The answer must consist of every line from the entries below that contains the word "FindOptions".
======== MATERIAL PROVIDED ========
//! Roots of the integer relations through their variety.

use num_traits::Zero;
use rustc_hash::FxHashMap;
use smallroots_groebner::{integer_points, VarietyError};
use smallroots_integers::{Integer, Rational};
use smallroots_model::{Error, PartialSolution, PartialSolutionSet, Problem, Result, SolutionSet};
use smallroots_poly::{integer_roots, Monomial, Polynomial};
use tracing::{debug, info};

use super::Solver;

/// Relations that hold over the integers share the root over the
/// rationals; their integer points are candidate roots.
pub struct GroebnerSolver {
    problem: Problem,
    expected: Option<SolutionSet>,
    exhaustive: bool,
}

impl GroebnerSolver {
    /// Creates the solver.
    #[must_use]
    pub fn new(problem: Problem) -> Self {
        Self {
            problem,
            expected: None,
            exhaustive: false,
        }
    }

    /// Every integer point of the integer relations, or the values a
    /// positive-dimensional variety forces. Sets `exhaustive` when the
    /// points found are all there are.
    fn partial_roots(&mut self) -> Result<PartialSolutionSet> {
        let polys: Vec<Polynomial<Integer>> = self
            .problem
            .relations
            .iter()
            .filter(|r| r.is_integer())
            .map(|r| r.polynomial.clone())
            .collect();
        let Some(first) = polys.first() else {
            return Err(Error::failure("no integer relations"));
        };
        debug!(target: "smallroots::GroebnerSolver", "solving {} integer relation(s)", polys.len());
        let ring = first.ring().clone();
        let variables = ring.variables();

        if ring.num_vars() == 1 {
            self.exhaustive = !first.is_zero();
            let coeffs = first.univariate_coeffs(0).unwrap_or_default();
            return Ok(integer_roots(&coeffs)
                .into_iter()
                .filter(|r| polys.iter().all(|f| f.evaluate(std::slice::from_ref(r)).is_zero()))
                .map(|r| [(variables[0].clone(), r)].into_iter().collect())
                .collect());
        }

        // pin unused generators so the variety stays finite
        let unused: Vec<usize> = (0..ring.num_vars())
            .filter(|&i| polys.iter().all(|f| f.degree_in(i) == 0))
            .collect();
        let mut rational: Vec<Polynomial<Rational>> = polys.iter().map(Polynomial::to_rational).collect();
        rational.extend(unused.iter().map(|&i| Polynomial::var(ring.clone(), i)));

        let points = integer_points(&rational);
        self.exhaustive = points.is_ok();
        match points {
            Ok(points) if points.is_empty() => Err(Error::failure("variety is empty")),
            Ok(points) => Ok(points
                .into_iter()
                .map(|point| {
                    point
                        .into_iter()
                        .enumerate()
                        .filter(|(i, _)| !unused.contains(i))
                        .map(|(i, x)| (variables[i].clone(), x))
                        .collect()
                })
                .collect()),
            Err(VarietyError::PositiveDimensional { basis }) => {
                let values = linear_values(&basis, &unused);
                if values.is_empty() {
                    return Err(Error::failure("positive-dimensional ideal"));
                }
                Ok(vec![values
                    .into_iter()
                    .map(|(i, x)| (variables[i].clone(), x))
                    .collect::<PartialSolution>()])
            }
        }
    }
}

/// Values forced by basis elements that become `a * x_i + b` after
/// substituting the values found so far, rounded down to integers.
fn linear_values(basis: &[Polynomial<Rational>], unused: &[usize]) -> Vec<(usize, Integer)> {
    let mut values: FxHashMap<usize, Rational> = FxHashMap::default();
    let mut improved = true;
    while improved {
        improved = false;
        for g in basis {
            let g = g.partial_evaluate(&values);
            let indices = g.variable_indices();
            let [i] = indices[..] else {
                continue;
            };
            if g.degree_in(i) != 1 || g.total_degree() != 1 || unused.contains(&i) {
                continue;
            }
            let n = g.ring().num_vars();
            let a = g.coeff(&Monomial::var(i, n));
            let b = g.constant_coeff();
            let Some(inv) = a.inv() else {
                continue;
            };
            let x = (-b * inv).floor();
            values.insert(i, Rational::from(x));
            improved = true;
        }
    }
    let mut values: Vec<(usize, Integer)> = values
        .into_iter()
        .filter_map(|(i, x)| x.to_integer().map(|x| (i, x)))
        .collect();
    values.sort_by_key(|(i, _)| *i);
    values
}

impl Solver for GroebnerSolver {
    type Output = PartialSolutionSet;

    fn problem(&self) -> &Problem {
        &self.problem
    }

    fn expected_slot(&mut self) -> &mut Option<SolutionSet> {
        &mut self.expected
    }

    fn solve(&mut self) -> Result<PartialSolutionSet> {
        self.exhaustive = false;
        let roots = self.partial_roots()?;
        info!(
            target: "smallroots::GroebnerSolver",
            "found {} possible (partial) root(s)", roots.len()
        );
        let roots: PartialSolutionSet = roots
            .into_iter()
            .filter(|r| self.problem.bounds.check(r))
            .collect();
        if roots.is_empty() {
            return Err(Error::failure("no bounded integer points"));
        }
        Ok(roots)
    }

    fn is_conclusive(&self) -> bool {
        self.exhaustive
    }
}
//! # smallroots
//!
//! Bounded integer roots of polynomial systems with the automated
//! multivariate Coppersmith method.
//!
//! Given relations that hold over the integers or modulo known or unknown
//! moduli, and bounds on the unknowns, smallroots searches for every root
//! inside the bounds.
//!
//! ## Features
//!
//! - **Linear systems**: short vectors of a primal lattice, with
//!   enumeration when the shortest vector is ambiguous
//! - **Exact systems**: integer points of the variety through Gröbner bases
//! - **Coppersmith's method**: optimal shift relations, primal and dual
//!   lattices, and Howgrave-Graham recovery of integer relations
//! - **Unknown moduli**: recovered from the partial solution when a
//!   multiple is known
//! - **Lattice reduction**: `flatter` when installed, exact LLL otherwise
//!
//! ## Quick Start
//!
//! ```rust,ignore
//! use smallroots::prelude::*;
//!
//! let relations = vec![
//!     RelationInput::Expression("x + y - 10".into()),
//!     RelationInput::Expression("x - y - 2".into()),
//! ];
//! let options = FindOptions {
//!     modulus: ModulusOptions::known(Integer::new(97)),
//!     ..FindOptions::default()
//! };
//! let roots = find_small_roots(relations, BoundsInput::Uniform(Integer::new(50)), &options)?;
//! ```

#![warn(missing_docs)]
#![warn(clippy::all)]
#![warn(clippy::pedantic)]
#![allow(clippy::module_name_repetitions)]

pub mod wrapper;

#[cfg(test)]
mod tests;

pub use smallroots_groebner as groebner;
pub use smallroots_integers as integers;
pub use smallroots_lattice as lattice;
pub use smallroots_model as model;
pub use smallroots_poly as poly;
pub use smallroots_solve as solve;

pub use wrapper::{
    find_small_roots, parse_bounds, parse_modulus, parse_moduli, parse_relations, BoundSpec,
    BoundsInput, FindOptions, ModulusInfo, ModulusOptions, ModulusValue, PerRelation,
    PolynomialInput, RelationInput,
};

/// Prelude module for convenient imports.
pub mod prelude {
    pub use crate::wrapper::{
        find_small_roots, BoundSpec, BoundsInput, FindOptions, ModulusOptions, ModulusValue,
        PerRelation, PolynomialInput, RelationInput,
    };
    pub use smallroots_integers::Integer;
    pub use smallroots_lattice::ReducerKind;
    pub use smallroots_model::{
        Bound, BoundSet, Error, Modulus, PartialSolution, Problem, Relation, RelationSet, Result,
        Solution, SolutionSet,
    };
    pub use smallroots_poly::{parse_polynomials, Polynomial, Variable};
    pub use smallroots_solve::{AutomatedPartialSolver, AutomatedSolver, Solver, SolverConfig};
}
//! Shifting unknowns so that their bounds are symmetric about zero.

use std::sync::Arc;

use num_traits::Zero;
use smallroots_integers::Integer;
use smallroots_model::{Bound, BoundSet, PartialSolution, Problem, Result};
use smallroots_poly::{PolyRing, Polynomial, TermOrder, Variable};
use tracing::{debug, info};

use super::{ensure_ring, Conversion, ProblemConverter, RelationConverter, SolutionConverter};

/// Replaces `x` by `x_c = x - center` with `center = ⌊(lower + upper) / 2⌋`.
///
/// Unknowns already centered at zero keep their name.
#[derive(Clone, Copy, Debug, Default)]
pub struct Recenter;

/// The substitution `x = x_c + center`, both ways.
#[derive(Clone, Debug)]
struct Shift {
    old: Arc<PolyRing>,
    new: Arc<PolyRing>,
    centers: Vec<Integer>,
}

impl Shift {
    // images of the generators of `from` under `x_i -> y_i + sign * c_i`
    fn images(
        from: &PolyRing,
        to: &Arc<PolyRing>,
        centers: &[Integer],
        negate: bool,
    ) -> Vec<Polynomial<Integer>> {
        (0..from.num_vars())
            .map(|i| {
                let c = if negate { -&centers[i] } else { centers[i].clone() };
                Polynomial::var(to.clone(), i) + Polynomial::constant(to.clone(), c)
            })
            .collect()
    }
}

impl RelationConverter for Shift {
    fn convert_polynomial_to_new(&self, f: &Polynomial<Integer>) -> Result<Polynomial<Integer>> {
        ensure_ring(f, &self.old)?;
        let images = Self::images(&self.old, &self.new, &self.centers, false);
        Ok(f.substitute(&self.new, &images))
    }

    fn convert_polynomial_to_old(&self, f: &Polynomial<Integer>) -> Result<Polynomial<Integer>> {
        ensure_ring(f, &self.new)?;
        let images = Self::images(&self.new, &self.old, &self.centers, true);
        Ok(f.substitute(&self.old, &images))
    }
}

impl SolutionConverter for Shift {
    fn convert_solution_to_new(&self, solution: &PartialSolution) -> PartialSolution {
        solution
            .iter()
            .map(|(v, x)| match self.old.index_of(v) {
                Some(i) => (self.new.variables()[i].clone(), x - &self.centers[i]),
                None => (v.clone(), x.clone()),
            })
            .collect()
    }

    fn convert_solution_to_old(&self, solution: &PartialSolution) -> PartialSolution {
        solution
            .iter()
            .map(|(v, x)| match self.new.index_of(v) {
                Some(i) => (self.old.variables()[i].clone(), x + &self.centers[i]),
                None => (v.clone(), x.clone()),
            })
            .collect()
    }
}

fn shift_bound(bound: &Bound, center: &Integer) -> Bound {
    Bound {
        lower: bound.lower.as_ref().map(|lo| lo - center),
        upper: bound.upper.as_ref().map(|hi| hi - center),
    }
}

impl ProblemConverter for Recenter {
    fn run(&self, problem: &Problem) -> Result<Conversion> {
        let ring = problem.relations.ring().clone();
        let bounds = &problem.bounds;

        let mut centers = Vec::with_capacity(ring.num_vars());
        let mut names = Vec::with_capacity(ring.num_vars());
        for v in ring.variables() {
            let lo = bounds.lower_bound(v)?;
            let hi = bounds.upper_bound(v)?;
            let center = (lo + hi).div_floor(&Integer::new(2));
            names.push(if center.is_zero() {
                v.clone()
            } else {
                Variable::new(format!("{}_c", v.name()))
            });
            centers.push(center);
        }
        let new_ring = PolyRing::new(names, TermOrder::default())?;

        let mut new_bounds = BoundSet::new();
        for (v, b) in bounds.iter() {
            match ring.index_of(v) {
                Some(i) => {
                    let shifted = shift_bound(b, &centers[i]);
                    let new_v = new_ring.variables()[i].clone();
                    if !centers[i].is_zero() {
                        info!(
                            target: "smallroots::Recenter",
                            "recentering {v} from {:?} to {:?}", b, shifted
                        );
                        debug!(target: "smallroots::Recenter", "{new_v} = {v} - {}", centers[i]);
                    }
                    new_bounds.insert(new_v, shifted);
                }
                None => {
                    new_bounds.insert(v.clone(), b.clone());
                }
            }
        }

        let shift = Shift {
            old: ring,
            new: new_ring,
            centers,
        };
        let relations = shift.convert_relations_to_new(&problem.relations)?;
        Ok(Conversion {
            problem: Problem::new(relations, new_bounds),
            relations: Box::new(shift.clone()),
            solutions: Box::new(shift),
        })
    }
}

#[cfg(test)]
mod tests {
    use super::*;
    use smallroots_model::{Relation, RelationSet};
    use smallroots_poly::parse_polynomials;

    fn problem() -> Problem {
        let (_, polys) = parse_polynomials(&["x*y - 6", "x + y - 5"]).unwrap();
        let relations = RelationSet::new(
            polys.into_iter().map(|f| Relation::modular(f, Integer::new(101))).collect(),
        )
        .unwrap();
        let bounds = [
            (Variable::new("x"), Bound::new(Integer::new(0), Integer::new(10))),
            (Variable::new("y"), Bound::new(Integer::new(-4), Integer::new(4))),
            (Variable::new("p"), Bound::new(Integer::new(1), Integer::new(9))),
        ]
        .into_iter()
        .collect();
        Problem::new(relations, bounds)
    }

    #[test]
    fn test_recenter_problem() {
        let conv = Recenter.run(&problem()).unwrap();
        let names: Vec<&str> = conv.problem.variables().iter().map(Variable::name).collect();
        assert_eq!(names, vec!["x_c", "y"]);
        assert_eq!(conv.problem.relations[1].polynomial.to_string(), "x_c + y");
        let b = conv.problem.bounds.get(&Variable::new("x_c")).unwrap();
        assert_eq!(b, &Bound::new(Integer::new(-5), Integer::new(5)));
        // bounds of unknown moduli are carried along
        assert!(conv.problem.bounds.contains(&Variable::new("p")));
    }

    #[test]
    fn test_solution_and_relation_round_trip() {
        let p = problem();
        let conv = Recenter.run(&p).unwrap();
        let sol: PartialSolution = [
            (Variable::new("x"), Integer::new(3)),
            (Variable::new("y"), Integer::new(2)),
        ]
        .into_iter()
        .collect();
        let new = conv.solutions.convert_solution_to_new(&sol);
        assert_eq!(new.get(&Variable::new("x_c")), Some(&Integer::new(-2)));
        assert!(conv.problem.relations.check(&new).unwrap());
        assert_eq!(conv.solutions.convert_solution_to_old(&new), sol);

        let back = conv.relations.convert_relations_to_old(&conv.problem.relations).unwrap();
        assert_eq!(back, p.relations);
    }
}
========
ANSWER AREA:
//! let options = FindOptions {
//!     ..FindOptions::default()
    BoundsInput, FindOptions, ModulusInfo, ModulusOptions, ModulusValue, PerRelation,
        find_small_roots, BoundSpec, BoundsInput, FindOptions, ModulusOptions, ModulusValue,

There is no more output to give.